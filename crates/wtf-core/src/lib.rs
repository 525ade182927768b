//! wtf-core - scaffolding core for WTF test projects.
//!
//! This crate provides the domain and application layers for `wtf-init`,
//! following hexagonal (ports and adapters) architecture.
//!
//! ## Architecture Overview
//!
//! ```text
//! ┌─────────────────────────────────────────┐
//! │            wtf-cli (wtf-init)            │
//! │   (argument parsing, prompts, output)   │
//! └──────────────────┬──────────────────────┘
//!                    │ calls
//!                    ▼
//! ┌─────────────────────────────────────────┐
//! │         Application Services            │
//! │ (ScaffoldService, resolve_project_dir)  │
//! └──────────────────┬──────────────────────┘
//!                    │ uses
//!                    ▼
//! ┌─────────────────────────────────────────┐
//! │       Application Ports (Traits)        │
//! │  (Filesystem, TemplateCatalog, Answerer)│
//! └──────────────────┬──────────────────────┘
//!                    │ implemented by
//!                    ▼
//! ┌─────────────────────────────────────────┐
//! │      wtf-adapters (Infrastructure)      │
//! │ (LocalFilesystem, BuiltinCatalog, etc)  │
//! └─────────────────────────────────────────┘
//! ```
//!
//! ## Usage
//!
//! ```rust,ignore
//! use wtf_core::prelude::*;
//!
//! let service = ScaffoldService::new(filesystem, catalog);
//! let options = ScaffoldOptions::new(VERSION).with_examples(true);
//! let report = service.scaffold_project("./my-project".as_ref(), &options)?;
//! println!("{} paths changed", report.mutation_count());
//! ```

pub mod domain;

pub mod application;

pub mod error;

// Public API - what external crates should use
pub mod prelude {
    pub use crate::application::{
        Answerer, ScaffoldOptions, ScaffoldService, interpret_answer, resolve_project_dir,
        ports::{Filesystem, TemplateCatalog},
    };
    pub use crate::domain::{
        EntryKind, ExampleFile, Outcome, Permissions, RelativePath, ScaffoldEvent,
        ScaffoldReport, TemplateKind, WriteMode,
    };
    pub use crate::error::{ScaffoldError, ScaffoldResult};
}

// Version info
pub const VERSION: &str = env!("CARGO_PKG_VERSION");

What the exercise asks: Please write the full listing out again, exactly.

Task output:
filename crates/wtf-core/src/lib.rs
repository 525ade182927768b
//! wtf-core - scaffolding core for WTF test projects.
//!
//! This crate provides the domain and application layers for `wtf-init`,
//! following hexagonal (ports and adapters) architecture.
//!
//! ## Architecture Overview
//!
//! ```text
//! ┌─────────────────────────────────────────┐
//! │            wtf-cli (wtf-init)            │
//! │   (argument parsing, prompts, output)   │
//! └──────────────────┬──────────────────────┘
//!                    │ calls
//!                    ▼
//! ┌─────────────────────────────────────────┐
//! │         Application Services            │
//! │ (ScaffoldService, resolve_project_dir)  │
//! └──────────────────┬──────────────────────┘
//!                    │ uses
//!                    ▼
//! ┌─────────────────────────────────────────┐
//! │       Application Ports (Traits)        │
//! │  (Filesystem, TemplateCatalog, Answerer)│
//! └──────────────────┬──────────────────────┘
//!                    │ implemented by
//!                    ▼
//! ┌─────────────────────────────────────────┐
//! │      wtf-adapters (Infrastructure)      │
//! │ (LocalFilesystem, BuiltinCatalog, etc)  │
//! └─────────────────────────────────────────┘
//! ```
//!
//! ## Usage
//!
//! ```rust,ignore
//! use wtf_core::prelude::*;
//!
//! let service = ScaffoldService::new(filesystem, catalog);
//! let options = ScaffoldOptions::new(VERSION).with_examples(true);
//! let report = service.scaffold_project("./my-project".as_ref(), &options)?;
//! println!("{} paths changed", report.mutation_count());
//! ```

pub mod domain;

pub mod application;

pub mod error;

// Public API - what external crates should use
pub mod prelude {
    pub use crate::application::{
        Answerer, ScaffoldOptions, ScaffoldService, interpret_answer, resolve_project_dir,
        ports::{Filesystem, TemplateCatalog},
    };
    pub use crate::domain::{
        EntryKind, ExampleFile, Outcome, Permissions, RelativePath, ScaffoldEvent,
        ScaffoldReport, TemplateKind, WriteMode,
    };
    pub use crate::error::{ScaffoldError, ScaffoldResult};
}

// Version info
pub const VERSION: &str = env!("CARGO_PKG_VERSION");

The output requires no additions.